The re-election of President Trump signals a renewed era of trade disruption and volatility in the form of US import tariffs on goods from Canada and other countries. After weeks of speculation, President Trump is expected to unveil new tariffs or other trade restrictive measures on or shortly after his January 20, 2025, inauguration. Working with the provincial governments to develop a ‘Canada First’ collaborative response, the Government of Canada has vowed to impose retaliatory tariffs targeting US imports into Canada and is exploring other and novel ways to respond to the expected US measures. The announcement of the Canadian response is expected to follow soon after the announcement of the US measures.

Although it is not yet clear which specific goods will be impacted by tariffs or restrictive measures on either side of the border, this overview provides a high-level refresher on the lessons learned from the last round of tariff disputes between the United States and Canada and offers actionable steps that Canadian companies—both importers and exporters—can take immediately to manage commercial and regulatory risks.

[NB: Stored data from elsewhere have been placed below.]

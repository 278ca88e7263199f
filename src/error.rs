// src/error.rs

use axum::{
    Json,
    http::StatusCode,
    response::{IntoResponse, Response},
};
use serde_json::json;
use std::fmt;

/// Global Application Error Enum.
/// Centralizes error handling and mapping to HTTP responses.
#[derive(Debug)]
pub enum AppError {
    // 500 Internal Server Error
    InternalServerError(String),

    // 400 Bad Request
    BadRequest(String),

    // 401 Unauthorized
    AuthError(String),

    // 403 Forbidden (e.g., not enrolled in the course)
    Forbidden(String),

    // 404 Not Found
    NotFound(String),

    // 409 Conflict (e.g., duplicate username)
    Conflict(String),
}

impl fmt::Display for AppError {
    fn fmt(&self, f: &mut fmt::Formatter<'_>) -> fmt::Result {
        write!(f, "{:?}", self)
    }
}

impl std::error::Error for AppError {}

/// Implements `IntoResponse` for `AppError`.
/// Converts the error into a JSON response with appropriate HTTP status code.
impl IntoResponse for AppError {
    fn into_response(self) -> Response {
        let (status, error_message) = match self {
            AppError::InternalServerError(msg) => {
                tracing::error!("Internal Server Error: {}", msg);
                (
                    StatusCode::INTERNAL_SERVER_ERROR,
                    "Internal Server Error".to_string(),
                )
            }
            AppError::BadRequest(msg) => (StatusCode::BAD_REQUEST, msg),
            AppError::AuthError(msg) => (StatusCode::UNAUTHORIZED, msg),
            AppError::Forbidden(msg) => (StatusCode::FORBIDDEN, msg),
            AppError::NotFound(msg) => (StatusCode::NOT_FOUND, msg),
            AppError::Conflict(msg) => (StatusCode::CONFLICT, msg),
        };
        let body = Json(json!({
            "error": error_message,
        }));

        (status, body).into_response()
    }
}

/// Converts `sqlx::Error` into `AppError::InternalServerError`.
/// Allows using `?` operator on database queries.
impl From<sqlx::Error> for AppError {
    fn from(err: sqlx::Error) -> Self {
        AppError::InternalServerError(err.to_string())
    }
}

impl From<serde_json::Error> for AppError {
    fn from(err: serde_json::Error) -> Self {
        AppError::BadRequest(err.to_string())
    }
}
use ammonia;

/// Clean hint text using the ammonia library before it is stored.
///
/// Hints are free text typed by students and rendered back to other
/// students, so they go through whitelist-based sanitization: safe tags
/// (like <b>, <p>) survive, dangerous tags (like <script>, <iframe>) and
/// attributes (like onclick) are stripped.
pub fn clean_html(input: &str) -> String {
    ammonia::clean(input)
}
// src/models/course.rs

use serde::{Deserialize, Serialize};
use sqlx::FromRow;
use validator::Validate;

/// Represents the 'courses' table in the database.
#[derive(Debug, Clone, FromRow, Serialize, Deserialize)]
pub struct Course {
    pub id: i64,
    pub display_name: String,
    pub created_at: Option<chrono::DateTime<chrono::Utc>>,
}

/// Represents the 'hinter_blocks' table: a named hinter instance attached
/// to a course. Handler URLs resolve blocks by (course_id, name).
#[derive(Debug, Clone, FromRow, Serialize, Deserialize)]
pub struct HinterBlock {
    pub id: i64,
    pub course_id: i64,
    pub name: String,
    pub created_at: Option<chrono::DateTime<chrono::Utc>>,
}

/// Aggregated course page: the course plus its hinter blocks.
#[derive(Debug, Serialize)]
pub struct CourseDetailResponse {
    pub course: Course,
    pub blocks: Vec<HinterBlock>,
}

/// DTO for creating a course.
#[derive(Debug, Deserialize, Validate)]
pub struct CreateCourseRequest {
    #[validate(length(
        min = 1,
        max = 255,
        message = "Display name must be between 1 and 255 characters."
    ))]
    pub display_name: String,
}

/// DTO for attaching a hinter block to a course.
#[derive(Debug, Deserialize, Validate)]
pub struct CreateBlockRequest {
    #[validate(length(min = 1, max = 64), custom(function = validate_block_name))]
    pub name: String,
}

/// Block names appear in handler URLs, so they are restricted to
/// alphanumerics, '_' and '-'.
fn validate_block_name(name: &str) -> Result<(), validator::ValidationError> {
    if !name
        .chars()
        .all(|c| c.is_ascii_alphanumeric() || c == '_' || c == '-')
    {
        return Err(validator::ValidationError::new("invalid_block_name"));
    }
    Ok(())
}
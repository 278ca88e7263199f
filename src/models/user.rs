// src/models/user.rs

use serde::{Deserialize, Serialize};
use sqlx::FromRow;
use validator::Validate;

/// Represents the 'users' table in the database.
#[derive(Debug, Clone, FromRow, Serialize, Deserialize)]
pub struct User {
    pub id: i64,

    /// Unique username.
    pub username: String,

    /// Argon2 password hash.
    /// Skipped during serialization to prevent leaking sensitive data.
    #[serde(skip)]
    pub password: String,

    /// User role: 'student' or 'staff'.
    pub role: String,

    pub created_at: Option<chrono::DateTime<chrono::Utc>>,
}

/// DTO for creating a new user (Registration).
#[derive(Debug, Deserialize, Validate)]
pub struct CreateUserRequest {
    #[validate(length(
        min = 3,
        max = 50,
        message = "Username length must be between 3 and 50 characters."
    ))]
    pub username: String,
    #[validate(length(
        min = 4,
        max = 128,
        message = "Password length must be between 4 and 128 characters."
    ))]
    pub password: String,
}

/// DTO for user login.
#[derive(Debug, Deserialize, Validate)]
pub struct LoginRequest {
    #[validate(length(min = 1, max = 50))]
    pub username: String,
    #[validate(length(min = 1, max = 128))]
    pub password: String,
}
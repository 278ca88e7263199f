// src/handlers/course.rs

use axum::{
    Extension, Json,
    extract::{Path, State},
    http::StatusCode,
    response::IntoResponse,
};
use sqlx::SqlitePool;
use validator::Validate;

use crate::{
    error::AppError,
    models::course::{
        Course, CourseDetailResponse, CreateBlockRequest, CreateCourseRequest, HinterBlock,
    },
    utils::jwt::Claims,
};

/// Creates a new course.
/// Staff only.
pub async fn create_course(
    State(pool): State<SqlitePool>,
    Json(payload): Json<CreateCourseRequest>,
) -> Result<impl IntoResponse, AppError> {
    if let Err(validation_errors) = payload.validate() {
        return Err(AppError::BadRequest(validation_errors.to_string()));
    }

    let id: i64 = sqlx::query_scalar("INSERT INTO courses (display_name) VALUES (?) RETURNING id")
        .bind(&payload.display_name)
        .fetch_one(&pool)
        .await
        .map_err(|e| {
            tracing::error!("Failed to create course: {:?}", e);
            AppError::InternalServerError(e.to_string())
        })?;

    Ok((StatusCode::CREATED, Json(serde_json::json!({ "id": id }))))
}

/// Attaches a named hinter block to a course.
/// Staff only.
pub async fn create_block(
    State(pool): State<SqlitePool>,
    Path(course_id): Path<i64>,
    Json(payload): Json<CreateBlockRequest>,
) -> Result<impl IntoResponse, AppError> {
    if let Err(validation_errors) = payload.validate() {
        return Err(AppError::BadRequest(validation_errors.to_string()));
    }

    ensure_course_exists(&pool, course_id).await?;

    let id: i64 =
        sqlx::query_scalar("INSERT INTO hinter_blocks (course_id, name) VALUES (?, ?) RETURNING id")
            .bind(course_id)
            .bind(&payload.name)
            .fetch_one(&pool)
            .await
            .map_err(|e| {
                if e.to_string().contains("UNIQUE constraint") {
                    AppError::Conflict(format!(
                        "Block '{}' already exists in this course",
                        payload.name
                    ))
                } else {
                    tracing::error!("Failed to create hinter block: {:?}", e);
                    AppError::InternalServerError(e.to_string())
                }
            })?;

    Ok((StatusCode::CREATED, Json(serde_json::json!({ "id": id }))))
}

/// Enrolls the current user into a course. Idempotent: re-enrolling is a
/// no-op rather than an error.
pub async fn enroll(
    State(pool): State<SqlitePool>,
    Extension(claims): Extension<Claims>,
    Path(course_id): Path<i64>,
) -> Result<impl IntoResponse, AppError> {
    let user_id = claims.sub.parse::<i64>().unwrap_or(0);

    ensure_course_exists(&pool, course_id).await?;

    sqlx::query(
        "INSERT INTO enrollments (user_id, course_id) VALUES (?, ?) \
         ON CONFLICT (user_id, course_id) DO NOTHING",
    )
    .bind(user_id)
    .bind(course_id)
    .execute(&pool)
    .await?;

    Ok(Json(serde_json::json!({ "enrolled": true })))
}

/// The course page: course info plus its hinter blocks.
pub async fn get_course(
    State(pool): State<SqlitePool>,
    Path(course_id): Path<i64>,
) -> Result<impl IntoResponse, AppError> {
    let course = sqlx::query_as::<_, Course>(
        "SELECT id, display_name, created_at FROM courses WHERE id = ?",
    )
    .bind(course_id)
    .fetch_optional(&pool)
    .await?
    .ok_or(AppError::NotFound("Course not found".to_string()))?;

    let blocks = sqlx::query_as::<_, HinterBlock>(
        "SELECT id, course_id, name, created_at FROM hinter_blocks WHERE course_id = ? ORDER BY id",
    )
    .bind(course_id)
    .fetch_all(&pool)
    .await?;

    Ok(Json(CourseDetailResponse { course, blocks }))
}

/// 404 when the course does not exist.
async fn ensure_course_exists(pool: &SqlitePool, course_id: i64) -> Result<(), AppError> {
    sqlx::query_scalar::<_, i64>("SELECT id FROM courses WHERE id = ?")
        .bind(course_id)
        .fetch_optional(pool)
        .await?
        .ok_or(AppError::NotFound("Course not found".to_string()))?;

    Ok(())
}
async fn setup_course_with_student() -> TestContext {
    let (address, pool) = spawn_app().await;
    let client = reqwest::Client::new();

    seed_staff(&pool, "staff_user", "staffpass").await;
    let staff_token = login(&client, &address, "staff_user", "staffpass").await;

    let resp = client
        .post(format!("{}/api/courses", address))
        .bearer_auth(&staff_token)
        .json(&json!({ "display_name": "Crowdsource Hinter Test Course" }))
        .send()
        .await
        .expect("Failed to create course");
    assert_eq!(resp.status().as_u16(), 201);
    let course_id = resp.json::<serde_json::Value>().await.unwrap()["id"]
        .as_i64()
        .expect("Course id not found");

    let resp = client
        .post(format!("{}/api/courses/{}/blocks", address, course_id))
        .bearer_auth(&staff_token)
        .json(&json!({ "name": BLOCK_NAME }))
        .send()
        .await
        .expect("Failed to create hinter block");
    assert_eq!(resp.status().as_u16(), 201);

    let username = format!("u_{}", &uuid::Uuid::new_v4().to_string()[..8]);
    let student_token = register_and_login(&client, &address, &username).await;

    let resp = client
        .post(format!("{}/api/courses/{}/enroll", address, course_id))
        .bearer_auth(&student_token)
        .send()
        .await
        .expect("Failed to enroll student");
    assert_eq!(resp.status().as_u16(), 200);

    TestContext {
        address,
        client,
        course_id,
        student_token,
        staff_token,
    }
}

impl TestContext {
    /// Call a hinter ajax event (get_hint, rate_hint, etc.) as the student
    /// and return the parsed JSON response.
    async fn call_event(&self, handler: &str, body: serde_json::Value) -> serde_json::Value {
        let resp = self
            .client
            .post(format!(
                "{}/api/courses/{}/hinter/{}/{}",
                self.address, self.course_id, BLOCK_NAME, handler
            ))
            .bearer_auth(&self.student_token)
            .json(&body)
            .send()
            .await
            .expect("Failed to execute event request");

        assert!(
            resp.status().is_success(),
            "event '{}' failed with status {}",
            handler,
            resp.status()
        );

        resp.json().await.expect("Failed to parse event json")
    }

    /// The course page must stay reachable after every hinter event.
    async fn assert_course_page_ok(&self) {
        let resp = self
            .client
            .get(format!("{}/api/courses/{}", self.address, self.course_id))
            .send()
            .await
            .expect("Failed to fetch course page");
        assert_eq!(resp.status().as_u16(), 200);
    }

    async fn add_hint(&self, answer: &str, text: &str) {
        self.call_event(
            "add_new_hint",
            json!({ "new_hint_submission": text, "answer": answer }),
        )
        .await;
    }
}

#[tokio::test]
async fn get_hint_with_no_hints_returns_sentinel() {
    let ctx = setup_course_with_student().await;

    let result = ctx
        .call_event("get_hint", json!({ "submittedanswer": "ans=incorrect+answer+1" }))
        .await;

    assert_eq!(
        result,
        json!({
            "BestHint": "Sorry, there are no hints for this answer.",
            "StudentAnswer": "incorrect answer 1",
            "HintCategory": false
        })
    );
    ctx.assert_course_page_ok().await;
}

#[tokio::test]
async fn add_new_hint_returns_created() {
    let ctx = setup_course_with_student().await;

    let resp = ctx
        .client
        .post(format!(
            "{}/api/courses/{}/hinter/{}/add_new_hint",
            ctx.address, ctx.course_id, BLOCK_NAME
        ))
        .bearer_auth(&ctx.student_token)
        .json(&json!({
            "new_hint_submission": "new hint for answer 1",
            "answer": "incorrect answer 1"
        }))
        .send()
        .await
        .expect("Failed to add hint");

    assert_eq!(resp.status().as_u16(), 201);
    let body: serde_json::Value = resp.json().await.unwrap();
    assert!(body["id"].as_i64().is_some());
    ctx.assert_course_page_ok().await;
}

#[tokio::test]
async fn get_hint_returns_submitted_hint() {
    let ctx = setup_course_with_student().await;

    ctx.call_event("get_hint", json!({ "submittedanswer": "ans=incorrect+answer+1" }))
        .await;
    ctx.add_hint("incorrect answer 1", "new hint for answer 1").await;

    let result = ctx
        .call_event("get_hint", json!({ "submittedanswer": "ans=incorrect+answer+1" }))
        .await;

    assert_eq!(
        result,
        json!({
            "BestHint": "new hint for answer 1",
            "StudentAnswer": "incorrect answer 1",
            "HintCategory": "ErrorResponse"
        })
    );
    ctx.assert_course_page_ok().await;
}

#[tokio::test]
async fn rate_hint_upvote_succeeds() {
    let ctx = setup_course_with_student().await;
    ctx.add_hint("incorrect answer 1", "new hint for answer 1").await;

    let result = ctx
        .call_event(
            "rate_hint",
            json!({
                "student_answer": "incorrect answer 1",
                "hint": "new hint for answer 1",
                "student_rating": "upvote"
            }),
        )
        .await;

    assert_eq!(result, json!({ "success": true }));
    ctx.assert_course_page_ok().await;
}
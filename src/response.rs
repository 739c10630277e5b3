use serde::Serialize;

use crate::pagination::{Page, PageMeta};

/// Uniform success envelope: `{success, data?, pagination?, message?}`.
#[derive(Debug, Serialize)]
pub struct ApiResponse<T: Serialize> {
    pub success: bool,
    #[serde(skip_serializing_if = "Option::is_none")]
    pub data: Option<T>,
    #[serde(skip_serializing_if = "Option::is_none")]
    pub pagination: Option<PageMeta>,
    #[serde(skip_serializing_if = "Option::is_none")]
    pub message: Option<String>,
}

impl<T: Serialize> ApiResponse<T> {
    pub fn data(data: T) -> Self {
        Self {
            success: true,
            data: Some(data),
            pagination: None,
            message: None,
        }
    }

    pub fn with_message(mut self, message: impl Into<String>) -> Self {
        self.message = Some(message.into());
        self
    }
}

impl<T: Serialize> ApiResponse<Vec<T>> {
    pub fn page(page: Page<T>) -> Self {
        Self {
            success: true,
            data: Some(page.data),
            pagination: Some(page.meta),
            message: None,
        }
    }
}

impl ApiResponse<()> {
    pub fn message(message: impl Into<String>) -> Self {
        Self {
            success: true,
            data: None,
            pagination: None,
            message: Some(message.into()),
        }
    }
}
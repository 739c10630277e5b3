use axum::{
    extract::{
        rejection::{JsonRejection, PathRejection, QueryRejection},
        Path, Query, State,
    },
    http::{header, StatusCode},
    response::IntoResponse,
    routing::get,
    Json, Router,
};
use time::OffsetDateTime;
use tracing::instrument;

use crate::{
    error::AppError,
    pagination::PageRequest,
    response::ApiResponse,
    state::AppState,
    users::{
        dto::{CreateUserRequest, ListUsersQuery, UpdateUserRequest},
        repo_types::User,
        validation::{validate_create, validate_update},
    },
};

pub fn user_routes() -> Router<AppState> {
    Router::new()
        .route("/users", get(list_users).post(create_user))
        .route(
            "/users/:id",
            get(get_user).put(update_user).delete(delete_user),
        )
}

fn today() -> time::Date {
    OffsetDateTime::now_utc().date()
}

fn bad_request(e: impl std::fmt::Display) -> AppError {
    AppError::BadRequest(e.to_string())
}

#[instrument(skip(state, query))]
pub async fn list_users(
    State(state): State<AppState>,
    query: Result<Query<ListUsersQuery>, QueryRejection>,
) -> Result<Json<ApiResponse<Vec<User>>>, AppError> {
    let Query(query) = query.map_err(|e| bad_request(e.body_text()))?;
    let page = PageRequest::new(query.page, query.per_page);

    let result = match query.term() {
        Some(term) => state.users.search(term, page).await?,
        None => state.users.list(page).await?,
    };
    Ok(Json(ApiResponse::page(result)))
}

#[instrument(skip(state, id))]
pub async fn get_user(
    State(state): State<AppState>,
    id: Result<Path<i64>, PathRejection>,
) -> Result<Json<ApiResponse<User>>, AppError> {
    let Path(id) = id.map_err(|e| bad_request(e.body_text()))?;
    let user = state.users.get_by_id(id).await?;
    Ok(Json(ApiResponse::data(user)))
}

#[instrument(skip(state, payload))]
pub async fn create_user(
    State(state): State<AppState>,
    payload: Result<Json<CreateUserRequest>, JsonRejection>,
) -> Result<impl IntoResponse, AppError> {
    let Json(payload) = payload.map_err(|e| bad_request(e.body_text()))?;
    let input = validate_create(payload, today()).map_err(AppError::Validation)?;

    let user = state.users.create(input).await?;
    let location = format!("/api/users/{}", user.id);
    Ok((
        StatusCode::CREATED,
        [(header::LOCATION, location)],
        Json(ApiResponse::data(user).with_message("User created successfully")),
    ))
}

#[instrument(skip(state, id, payload))]
pub async fn update_user(
    State(state): State<AppState>,
    id: Result<Path<i64>, PathRejection>,
    payload: Result<Json<UpdateUserRequest>, JsonRejection>,
) -> Result<Json<ApiResponse<User>>, AppError> {
    let Path(id) = id.map_err(|e| bad_request(e.body_text()))?;
    let Json(payload) = payload.map_err(|e| bad_request(e.body_text()))?;
    let patch = validate_update(payload, today()).map_err(AppError::Validation)?;

    let user = state.users.update(id, patch).await?;
    Ok(Json(
        ApiResponse::data(user).with_message("User updated successfully"),
    ))
}

#[instrument(skip(state, id))]
pub async fn delete_user(
    State(state): State<AppState>,
    id: Result<Path<i64>, PathRejection>,
) -> Result<Json<ApiResponse<()>>, AppError> {
    let Path(id) = id.map_err(|e| bad_request(e.body_text()))?;
    state.users.delete(id).await?;
    Ok(Json(ApiResponse::message("User deleted successfully")))
}
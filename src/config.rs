use anyhow::Context;
use serde::Deserialize;

#[derive(Debug, Clone, Deserialize)]
pub struct AppConfig {
    pub database_url: String,
    pub host: String,
    pub port: u16,
    pub db_max_connections: u32,
    pub static_dir: String,
}

impl AppConfig {
    pub fn from_env() -> anyhow::Result<Self> {
        let database_url = std::env::var("DATABASE_URL").context("DATABASE_URL must be set")?;
        Ok(Self {
            database_url,
            host: std::env::var("APP_HOST").unwrap_or_else(|_| "0.0.0.0".into()),
            port: std::env::var("APP_PORT")
                .ok()
                .and_then(|v| v.parse::<u16>().ok())
                .unwrap_or(8080),
            db_max_connections: std::env::var("DB_MAX_CONNECTIONS")
                .ok()
                .and_then(|v| v.parse::<u32>().ok())
                .unwrap_or(10),
            static_dir: std::env::var("STATIC_DIR").unwrap_or_else(|_| "static".into()),
        })
    }

    pub fn bind_addr(&self) -> String {
        format!("{}:{}", self.host, self.port)
    }
}
mod app;
mod config;
mod error;
mod pagination;
mod response;
mod state;
mod users;

use crate::{config::AppConfig, state::AppState};

#[tokio::main]
async fn main() -> anyhow::Result<()> {
    dotenvy::dotenv().ok();

    let env_filter = std::env::var("RUST_LOG")
        .unwrap_or_else(|_| "user_registry=debug,axum=info,tower_http=info".to_string());
    let json_logs = std::env::var("LOG_FORMAT")
        .map(|v| v == "json")
        .unwrap_or(false);

    if json_logs {
        tracing_subscriber::fmt()
            .with_env_filter(env_filter)
            .with_target(false)
            .json()
            .init();
    } else {
        tracing_subscriber::fmt().with_env_filter(env_filter).init();
    }

    let config = AppConfig::from_env()?;
    let addr = config.bind_addr();
    let (app_state, db) = AppState::init(config).await?;

    sqlx::migrate!("./migrations").run(&db).await?;
    tracing::info!("migrations applied");

    let app = app::build_app(app_state);
    app::serve(app, &addr).await
}
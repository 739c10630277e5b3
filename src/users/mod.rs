mod dto;
pub mod handlers;
#[cfg(test)]
pub mod memory;
pub mod password;
pub mod repo;
pub mod repo_types;
pub mod services;
mod validation;

use crate::state::AppState;
use axum::Router;

pub fn router() -> Router<AppState> {
    Router::new().merge(handlers::user_routes())
}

See our Tariff Preparedness Diagnostic Toolkit to help businesses self-assess readiness for the coming tariffs and other trade measures.

Lessons Learned: The 2018–2019 'Trade War' Playbook

From 2018 to 2019, the United States imposed tariffs on various Canadian exports, sparking retaliatory measures by the Canadian government. For many businesses, the sudden onset of tariffs served as a wake-up call, highlighting the need for robust supply chain visibility, precise contract language and strategic inventory management.

For background on the 2018-2019 Canada-US trade dispute, see our previous blog posts:

What to Expect from the Canadian Government Response

Retaliatory Tariffs

The Canadian government has expressed its intention to implement retaliatory import surtaxes on US exports to Canada, and this time the possibility has also been floated of quantitative export restrictions and/or export surtaxes on shipments of strategically sensitive Canadian products to the United States. Consumer-facing products and goods from key US congressional districts have topped Canada’s retaliatory lists in the past. Businesses importing goods from these districts should be prepared for higher tariffs. This time around, there has also been discussion of leveraging Canada's energy resources and critical minerals on the export side, although this strategy does not have uniform domestic political support. 

Public Consultation

Before implementing countermeasures, Canadian authorities may (but are not required to) conduct public consultations. A consultation regarding new tariff measures or surtaxes will typically include a preliminary list of goods subject to proposed tariffs and the timeline for entry into force. Businesses should monitor official announcements closely, particularly consultation notices released by Global Affairs Canada and the Department of Finance, and be prepared to submit comments highlighting potential commercial impacts or supply chain concerns for Canadian businesses. Any such consultation period is likely to be short. Before imposing a retaliatory surtax on steel, aluminum and other US goods in 2018, the government held consultation for only two weeks.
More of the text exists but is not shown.